Is it possible to extract the molecular kinetic energy from a system directly (without the use of a heat engine / temperature gradient) and convert that to
another form of energy, such as electricity, or perform useful work?
Similar questions have been asked before:
- Extracting heat energy from a material
- Can you extract energy from "hot" things without a temperature differential?
However, I find the answers slightly lacking. They rest on one of two assumptions:
- that the asker wants to transfer the heat away through a heat engine; or
- that the Second Law of Thermodynamics applies to all systems in all situations —
my understanding of thermodynamics (albeit rather limited) says that these
laws are statistical properties that are true en masse, but not absolute laws of nature in the sense that they apply to all systems for arbitrarily short amounts of time.
Even if my understanding of the second law is incorrect, I don't understand why we can't extract heat energy from an object without a temperature gradient by placing it under certain conditions. For example, heat transfer via infrared radiation could be extracted from a gas of any temperature, placed in a glass sphere and isolated from the environment via a vacuum chamber:
The gas would slowly radiate its heat through the glass to the ambient container housing the vacuum, and solar panels lining this surface could feasibly collect this energy.
Note that this isn't a question about efficiency; I'm not concerned with how efficient this particular setup would be. It seems that if it works at all, one would be extracting thermal energy from an object without a heat engine.
Best Answer
"The gas would slowly radiate its heat through the glass to the ambient container housing the vacuum, and solar panels lining this surface could feasibly collect this energy."

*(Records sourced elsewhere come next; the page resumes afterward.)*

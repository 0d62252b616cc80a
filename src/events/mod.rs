mod history;
mod manager;

use std::fmt;
use std::sync::Arc;

use serde::{Deserialize, Serialize};

use crate::session::PlaybackSession;
use crate::sync::SyncResult;

pub use history::{MediaItemEvent, MediaItemEventType, MediaItemHistory};
pub use manager::{EventManager, HistoryListener, SharedHistoryListener};

/// Lifecycle events emitted for a playback session
#[derive(Debug, Clone, Copy, PartialEq, Eq, Serialize, Deserialize)]
#[serde(rename_all = "lowercase")]
pub enum PlaybackEventKind {
    Play,
    Pause,
    Stop,
    Save,
    Finished,
    Seek,
}

impl PlaybackEventKind {
    /// Terminal events are emitted even when no sync result is available
    pub fn is_terminal(self) -> bool {
        matches!(
            self,
            PlaybackEventKind::Pause | PlaybackEventKind::Stop | PlaybackEventKind::Finished
        )
    }

    /// Display name used in the history log
    pub fn as_str(self) -> &'static str {
        match self {
            PlaybackEventKind::Play => "Play",
            PlaybackEventKind::Pause => "Pause",
            PlaybackEventKind::Stop => "Stop",
            PlaybackEventKind::Save => "Save",
            PlaybackEventKind::Finished => "Finished",
            PlaybackEventKind::Seek => "Seek",
        }
    }
}

impl fmt::Display for PlaybackEventKind {
    fn fmt(&self, f: &mut fmt::Formatter<'_>) -> fmt::Result {
        f.write_str(self.as_str())
    }
}

/// Who triggered a play or pause
#[derive(Debug, Clone, Copy, Default, PartialEq, Eq, Serialize, Deserialize)]
#[serde(rename_all = "lowercase")]
pub enum PlaybackEventSource {
    #[default]
    System,
    User,
}

/// A lifecycle event with the session as of emission
#[derive(Debug, Clone)]
pub struct PlaybackEvent {
    pub kind: PlaybackEventKind,
    pub session: PlaybackSession,
    /// Outcome of the sync that preceded the event, if one ran
    pub sync_result: Option<SyncResult>,
    pub source: PlaybackEventSource,
}

/// Receiver of playback lifecycle events.
///
/// Implementations must return quickly; they are called while the syncer
/// holds its state.
pub trait EventSink: Send + Sync {
    fn on_playback_event(&self, event: &PlaybackEvent);
}

/// A shared reference to an event sink
pub type SharedEventSink = Arc<dyn EventSink>;

/// An event sink that drops every event.
#[derive(Debug, Default, Clone, Copy)]
pub struct NoopSink;

impl EventSink for NoopSink {
    fn on_playback_event(&self, _event: &PlaybackEvent) {}
}

impl NoopSink {
    /// Create a new NoopSink wrapped in an Arc
    pub fn shared() -> SharedEventSink {
        Arc::new(Self)
    }
}

#[cfg(test)]
mod tests {
    use super::*;

    #[test]
    fn terminal_kinds() {
        assert!(PlaybackEventKind::Pause.is_terminal());
        assert!(PlaybackEventKind::Stop.is_terminal());
        assert!(PlaybackEventKind::Finished.is_terminal());
        assert!(!PlaybackEventKind::Save.is_terminal());
        assert!(!PlaybackEventKind::Play.is_terminal());
        assert!(!PlaybackEventKind::Seek.is_terminal());
    }

    #[test]
    fn kinds_serialize_lowercase() {
        assert_eq!(
            serde_json::to_string(&PlaybackEventKind::Finished).unwrap(),
            "\"finished\""
        );
        assert_eq!(PlaybackEventKind::Finished.to_string(), "Finished");
    }
}
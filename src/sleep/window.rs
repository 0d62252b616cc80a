use chrono::{NaiveDateTime, NaiveTime, TimeDelta};

/// Whether `now` lies in the daily window from `start` to `end`
///
/// Windows crossing midnight (end before start) are anchored on the side of
/// midnight `now` is on: before the start, the window began the previous day;
/// otherwise it ends the next day. The start is inclusive, the end exclusive.
pub fn is_within_auto_window(start: NaiveTime, end: NaiveTime, now: NaiveDateTime) -> bool {
    let today = now.date();
    let mut start_at = today.and_time(start);
    let mut end_at = today.and_time(end);

    if end_at < start_at {
        if now < start_at {
            start_at -= TimeDelta::days(1);
        } else {
            end_at += TimeDelta::days(1);
        }
    }

    now >= start_at && now < end_at
}

#[cfg(test)]
mod tests {
    use super::*;
    use chrono::NaiveDate;

    fn time(hour: u32, minute: u32) -> NaiveTime {
        NaiveTime::from_hms_opt(hour, minute, 0).unwrap()
    }

    fn at(hour: u32, minute: u32) -> NaiveDateTime {
        NaiveDate::from_ymd_opt(2026, 3, 14)
            .unwrap()
            .and_time(time(hour, minute))
    }

    #[test]
    fn same_day_window() {
        let (start, end) = (time(13, 0), time(15, 30));
        assert!(!is_within_auto_window(start, end, at(12, 59)));
        assert!(is_within_auto_window(start, end, at(13, 0)));
        assert!(is_within_auto_window(start, end, at(15, 29)));
        assert!(!is_within_auto_window(start, end, at(15, 30)));
    }

    #[test]
    fn window_across_midnight() {
        let (start, end) = (time(22, 0), time(6, 0));
        assert!(is_within_auto_window(start, end, at(23, 15)));
        assert!(is_within_auto_window(start, end, at(0, 30)));
        assert!(is_within_auto_window(start, end, at(5, 59)));
        assert!(!is_within_auto_window(start, end, at(6, 0)));
        assert!(!is_within_auto_window(start, end, at(12, 0)));
        assert!(!is_within_auto_window(start, end, at(21, 59)));
    }

    #[test]
    fn empty_window_never_matches() {
        assert!(!is_within_auto_window(time(8, 0), time(8, 0), at(8, 0)));
    }
}
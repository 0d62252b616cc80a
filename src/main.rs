use std::collections::HashSet;
use std::path::PathBuf;
use std::time::Duration;

use anyhow::{Context, Result};
use chrono::{Local, NaiveDateTime};
use clap::{Parser, Subcommand};
use colored::Colorize;
use console::Emoji;
use indicatif::{ProgressBar, ProgressStyle};
use tracing_subscriber::EnvFilter;

use shelfsync::{
    DeviceInfo, EventManager, JsonStore, LocalStore, ReqwestApiClient, is_within_auto_window,
    parse_time_of_day, remove_orphaned_progress, replay_offline_sessions,
};

// Emoji with fallback for terminals without Unicode support
static BOOKS: Emoji<'_, '_> = Emoji("📚 ", "");
static CLOCK: Emoji<'_, '_> = Emoji("⏰ ", "[t] ");
static UPLOAD: Emoji<'_, '_> = Emoji("📤 ", "[^] ");
static SUCCESS: Emoji<'_, '_> = Emoji("✅ ", "[+] ");
static FAILURE: Emoji<'_, '_> = Emoji("❌ ", "[!] ");
static BROOM: Emoji<'_, '_> = Emoji("🧹 ", "[-] ");
static CROSS: Emoji<'_, '_> = Emoji("✗ ", "x ");

/// Inspect and maintain a local playback progress store
#[derive(Parser, Debug)]
#[command(name = "shelfsync")]
#[command(about = "Inspect and maintain a local playback progress store")]
#[command(version)]
struct Args {
    /// Directory of the progress store
    #[arg(short, long, default_value = ".shelfsync")]
    store: PathBuf,

    /// Log progress of the library (overridden by RUST_LOG)
    #[arg(short, long)]
    verbose: bool,

    #[command(subcommand)]
    command: Command,
}

#[derive(Subcommand, Debug)]
enum Command {
    /// List saved local progress records
    Progress,

    /// List cached sessions that have not reached the server yet
    Sessions,

    /// Show the event history of a media item
    History {
        /// Media item id (library item id, with "-<episode id>" for episodes)
        id: String,
    },

    /// Show the device settings
    Settings,

    /// Check whether a time lies in the auto sleep timer window
    AutoWindow {
        /// Time of day to check, "HH:MM" (default: now)
        #[arg(long)]
        at: Option<String>,
    },

    /// Remove progress of local items that no longer exist
    Cleanup {
        /// Local item ids that still exist
        #[arg(long = "keep", value_name = "ID")]
        keep: Vec<String>,
    },

    /// Upload cached sessions to the server
    Replay {
        /// Server address, e.g. https://abs.example.com
        #[arg(long)]
        server: String,

        /// API token
        #[arg(long, env = "SHELFSYNC_TOKEN", hide_env_values = true)]
        token: String,

        /// Id of the server connection the cached sessions belong to
        #[arg(long)]
        server_config_id: String,

        /// Device id reported to the server
        #[arg(long, default_value = "shelfsync-cli")]
        device_id: String,
    },
}

fn init_logging(verbose: bool) {
    let default_level = if verbose { "info" } else { "warn" };
    let filter =
        EnvFilter::try_from_default_env().unwrap_or_else(|_| EnvFilter::new(default_level));
    tracing_subscriber::fmt()
        .with_env_filter(filter)
        .with_writer(std::io::stderr)
        .init();
}

fn format_position(seconds: f64) -> String {
    let total = seconds.max(0.0) as u64;
    format!("{}:{:02}:{:02}", total / 3600, (total / 60) % 60, total % 60)
}

fn show_progress(store: &JsonStore) -> Result<()> {
    let mut records = store
        .all_local_media_progress()
        .context("Failed to read progress records")?;
    records.sort_by(|a, b| b.last_update.cmp(&a.last_update));

    if records.is_empty() {
        println!("{}", "No local progress saved".dimmed());
        return Ok(());
    }

    for progress in &records {
        let percent = format!("{:>3}%", progress.progress_percent());
        println!(
            "{} {} {} {}{}",
            if progress.is_finished {
                percent.green().bold()
            } else {
                percent.yellow()
            },
            progress.id.cyan(),
            format_position(progress.current_time),
            progress
                .last_update
                .with_timezone(&Local)
                .format("%Y-%m-%d %H:%M")
                .to_string()
                .dimmed(),
            if progress.is_server_linked() {
                format!(" -> {}", progress.media_item_id()).dimmed().to_string()
            } else {
                String::new()
            }
        );
    }
    Ok(())
}

fn show_sessions(store: &JsonStore) -> Result<()> {
    let sessions = store
        .playback_sessions()
        .context("Failed to read cached sessions")?;

    if sessions.is_empty() {
        println!("{SUCCESS}{}", "No cached sessions".green());
        return Ok(());
    }

    println!(
        "{UPLOAD}{} cached sessions waiting for the server",
        sessions.len().to_string().yellow().bold()
    );
    for session in &sessions {
        println!(
            "  {} {} {} ({}s listened)",
            session.id.cyan(),
            session.display_title_or_unset().bold(),
            format_position(session.current_time),
            session.time_listening
        );
    }
    Ok(())
}

fn show_history(store: &JsonStore, id: &str) -> Result<()> {
    let history = store
        .media_item_history(id)
        .with_context(|| format!("Failed to read history of {id}"))?
        .with_context(|| format!("No history for {id}"))?;

    println!(
        "{BOOKS}{} {}",
        history.media_display_title.bold().green(),
        format!("({} events)", history.events.len()).dimmed()
    );
    for event in &history.events {
        let sync = match (event.server_sync_attempted, event.server_sync_success) {
            (true, Some(true)) => "synced".green(),
            (true, _) => "sync failed".red(),
            (false, _) => "local".dimmed(),
        };
        println!(
            "  {} {:<9} {} {}",
            event
                .timestamp
                .with_timezone(&Local)
                .format("%Y-%m-%d %H:%M:%S")
                .to_string()
                .dimmed(),
            event.name,
            format_position(event.current_time),
            sync
        );
    }
    Ok(())
}

fn check_auto_window(store: &JsonStore, at: Option<&str>) -> Result<()> {
    let settings = store
        .device_settings()
        .context("Failed to read device settings")?;
    let start = settings.auto_sleep_timer_start()?;
    let end = settings.auto_sleep_timer_end()?;

    let now = Local::now().naive_local();
    let when = match at {
        Some(value) => NaiveDateTime::new(now.date(), parse_time_of_day(value)?),
        None => now,
    };
    let inside = is_within_auto_window(start, end, when);

    println!(
        "{CLOCK}Window {} - {}, {} is {}",
        start.format("%H:%M").to_string().cyan(),
        end.format("%H:%M").to_string().cyan(),
        when.format("%H:%M").to_string().bold(),
        if inside {
            "inside".green().bold()
        } else {
            "outside".yellow()
        }
    );
    if !settings.auto_sleep_timer {
        println!("  {}", "Auto sleep timer is disabled".dimmed());
    } else if settings.auto_sleep_timer_suppressed {
        println!("  {}", "Suppressed until the window ends".dimmed());
    }
    Ok(())
}

async fn replay(
    store: JsonStore,
    server: &str,
    token: &str,
    server_config_id: &str,
    device_id: &str,
) -> Result<bool> {
    let http = reqwest::Client::builder()
        .timeout(Duration::from_secs(60))
        .build()
        .context("Failed to create HTTP client")?;
    let api = ReqwestApiClient::with_client(http, server, token)
        .context("Invalid server address")?
        .with_device_info(DeviceInfo::new(device_id));

    let store = std::sync::Arc::new(store);
    let events = EventManager::new(store.clone());

    let spinner = ProgressBar::new_spinner();
    spinner.set_style(ProgressStyle::default_spinner().template("{spinner:.green} {wide_msg}")?);
    spinner.enable_steady_tick(Duration::from_millis(100));
    spinner.set_message(format!("{UPLOAD}Uploading to {}", api.base_url().as_str().cyan()));

    let result = replay_offline_sessions(&api, store.as_ref(), &events, server_config_id).await;
    spinner.finish_and_clear();
    let summary = result.context("Failed to replay cached sessions")?;

    println!(
        "{SUCCESS}{} {} uploaded, {} accepted, {} moved server progress",
        "Replay complete:".bold().green(),
        summary.uploaded.to_string().cyan(),
        summary.accepted.to_string().green().bold(),
        summary.progress_synced.to_string().yellow()
    );
    if !summary.rejected.is_empty() {
        println!("\n{FAILURE}{}", "Rejected sessions:".red().bold());
        for (id, error) in &summary.rejected {
            println!("  {}{} - {}", CROSS, id.yellow(), error.dimmed());
        }
    }

    Ok(summary.rejected.is_empty() || summary.accepted > 0)
}

#[tokio::main]
async fn main() -> Result<()> {
    let args = Args::parse();
    init_logging(args.verbose);

    let store = JsonStore::open(&args.store)
        .with_context(|| format!("Failed to open store {}", args.store.display()))?;
    if store.partial_files_cleaned() > 0 {
        println!(
            "{BROOM}{}",
            format!(
                "Removed {} interrupted writes",
                store.partial_files_cleaned()
            )
            .dimmed()
        );
    }

    match args.command {
        Command::Progress => show_progress(&store)?,
        Command::Sessions => show_sessions(&store)?,
        Command::History { id } => show_history(&store, &id)?,
        Command::Settings => {
            let settings = store
                .device_settings()
                .context("Failed to read device settings")?;
            println!("{}", serde_json::to_string_pretty(&settings)?);
        }
        Command::AutoWindow { at } => check_auto_window(&store, at.as_deref())?,
        Command::Cleanup { keep } => {
            let existing: HashSet<String> = keep.into_iter().collect();
            let removed = remove_orphaned_progress(&store, &existing)
                .context("Failed to remove orphaned progress")?;
            println!(
                "{BROOM}Removed {} orphaned progress records",
                removed.to_string().bold()
            );
        }
        Command::Replay {
            server,
            token,
            server_config_id,
            device_id,
        } => {
            if !replay(store, &server, &token, &server_config_id, &device_id).await? {
                std::process::exit(1);
            }
        }
    }

    Ok(())
}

No. If we assume the gas inside and the cells outside are both at temperature $T$, then no (thermal) energy can be extracted. They will be in thermal equilibrium. Whatever mechanism you want to come up with will be unable to extract energy.
If we assume some pathway that interacts with the IR radiation to complete a chemical reaction, then since the material is at that temperature, the reaction is just as likely to run in reverse and return the same radiation to the interior.